Oh, man. The bones of this episode are rock solid. As gimmicky as “Leela’s parents adopt Dr. Zoidberg” sounds, it’s maybe the best premise for an episode the show’s had in a while.
Sure, it’s not a fancy, mind-bending, high-concept, sci-fi thing like going to Numberland or navigating simulations inside simulations inside simulations. But as a plain old sitcom premise, an excuse for characters to bounce off each other in hilarious ways, it’s genius. Taking characters who don’t normally interact and pairing them up for an episode is a well Futurama has gone to many times before, often coming across like they’re desperate for ideas, but Zoidberg and the Turangas is an inspired choice.

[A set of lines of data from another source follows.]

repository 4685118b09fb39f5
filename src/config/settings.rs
use anyhow::{Context, Result};
use chrono::{DateTime, FixedOffset, Local, Utc};
use directories::ProjectDirs;
use serde::{Deserialize, Serialize};
use std::path::{Path, PathBuf};

use crate::stats::{Language, WeekScope};

fn default_bar_width() -> usize {
    24
}
fn default_true() -> bool {
    true
}

#[derive(Debug, Clone, Default, Serialize, Deserialize)]
pub struct WeekConfig {
    /// Which records the weekday chart counts: "all" or "rolling"
    #[serde(default)]
    pub scope: WeekScope,
    #[serde(default)]
    pub language: Language,
    /// Minutes from UTC used to decide a record's weekday.
    /// Unset = the system's local time zone.
    #[serde(default)]
    pub timezone_offset: Option<i32>,
}

#[derive(Debug, Clone, Default, Serialize, Deserialize)]
pub struct InputConfig {
    /// Workout export read when --input is not given
    #[serde(default)]
    pub default_path: Option<PathBuf>,
}

#[derive(Debug, Clone, Serialize, Deserialize)]
pub struct DisplayConfig {
    #[serde(default = "default_bar_width")]
    pub bar_width: usize,
    #[serde(default = "default_true")]
    pub color: bool,
}

impl Default for DisplayConfig {
    fn default() -> Self {
        Self {
            bar_width: default_bar_width(),
            color: true,
        }
    }
}

#[derive(Debug, Clone, Serialize, Deserialize, Default)]
pub struct AppConfig {
    #[serde(default)]
    pub week: WeekConfig,
    #[serde(default)]
    pub input: InputConfig,
    #[serde(default)]
    pub display: DisplayConfig,
}

impl AppConfig {
    fn project_dirs() -> Result<ProjectDirs> {
        ProjectDirs::from("", "", "myfit").context("Could not determine project directories")
    }

    pub fn config_path() -> Result<PathBuf> {
        let dirs = Self::project_dirs()?;
        Ok(dirs.config_dir().join("config.toml"))
    }

    pub fn load() -> Result<Self> {
        Self::load_from(&Self::config_path()?)
    }

    pub fn load_from(path: &Path) -> Result<Self> {
        if !path.exists() {
            log::debug!("No config at {:?}, using defaults", path);
            return Ok(Self::default());
        }
        let content =
            std::fs::read_to_string(path).with_context(|| format!("Reading {:?}", path))?;
        let config: AppConfig = toml::from_str(&content).context("Parsing config.toml")?;
        Ok(config)
    }

    pub fn save(&self) -> Result<()> {
        self.save_to(&Self::config_path()?)
    }

    pub fn save_to(&self, path: &Path) -> Result<()> {
        if let Some(parent) = path.parent() {
            std::fs::create_dir_all(parent)?;
        }
        let content = toml::to_string_pretty(self).context("Serializing config")?;
        std::fs::write(path, content).with_context(|| format!("Writing {:?}", path))?;
        Ok(())
    }

    /// The current instant on the configured wall clock.
    pub fn now(&self) -> Result<DateTime<FixedOffset>> {
        self.at(Utc::now())
    }

    pub fn at(&self, instant: DateTime<Utc>) -> Result<DateTime<FixedOffset>> {
        match self.week.timezone_offset {
            Some(minutes) => {
                let offset = minutes
                    .checked_mul(60)
                    .and_then(FixedOffset::east_opt)
                    .with_context(|| format!("Invalid timezone_offset: {} minutes", minutes))?;
                Ok(instant.with_timezone(&offset))
            }
            None => Ok(instant.with_timezone(&Local).fixed_offset()),
        }
    }
}
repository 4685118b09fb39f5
pub mod args;
pub mod handlers;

Zoidberg’s main schtick (outside of being a doctor whose patient survival rate is lower than most morticians’) is being the guy the universe shits on – disliked by everyone, eats garbage, lives in a dumpster, generally regarded as the grossest and most foul-smelling creature around – yet is always desperate for and blindly optimistic about receiving affection. Ah, but the sewer mutants also have the schtick of being hated, poor, and disgusting – and Leela’s parents have the added schtick of being ridiculously kind and accepting.
The Turangas would be the folks who are not only not disgusted by Zoidberg, but actively welcome and embrace the good doctor. And of course Zoidberg would throw themself head on into becoming a part of someone else’s family at the first opportunity. There’s even precedent for this: see Johnny Z. trying to be a father to Cubert, or aggressively wheedling their way into the Wong family. So as random as it might sound on paper, it totally makes sense.
And once it happens, that is a goldmine for getting comedy out of Leela. Most anyone would be annoyed upon being told “this co-worker you don’t like is your brother now … and I think is your parents’ favorite”. Add in Leela’s tried-and-true exasperation at a world gone mad, instinctual loathing of Zoidberg, and complex feelings surrounding being abandoned by, then reconnecting with, then getting kinda tired of their parents … well, it seems like a can’t miss combination!
Yet this episode does miss the mark. Or, if not miss it entirely, certainly doesn’t give it more than a flesh wound. “Crab Splatter” isn’t a bad episode, it’s decently entertaining throughout, but never brings out the potential that premise gave it to work with. And I think the problem is time.
The episode devotes a sizable chunk of its runtime to setting up and explaining the all the impact event and Decapod evolution stuff – a long and complex explanation for really quite minimal payoff. That leaves far less time to dig into the main story of the episode, so we skip over a lot of the fun that could be had with Zoidberg trying to become a Turanga and Leela trying to shut that down. It also requires that Leela start off firmly in finds-any-excuse-to-avoid-their-annoying-parents mode – which I don’t object to in principle, if the episode had explored how the initial ecstasy of finding their parents has eroded over the years due to, y’know, actually having to hang out with them. But the episode makes no time for that, and so dashes one of the more interesting aspects of the episode in favor of stock “God, who would want to spend time with their parents?” characterization.
I’ll admit, if you lose the Decapod stuff, you also lose the episode highlight of the Professor crushing on that Decapodian scientist. But if it gives more time to dig into the premise’s untapped potential, I think that would have been the right call.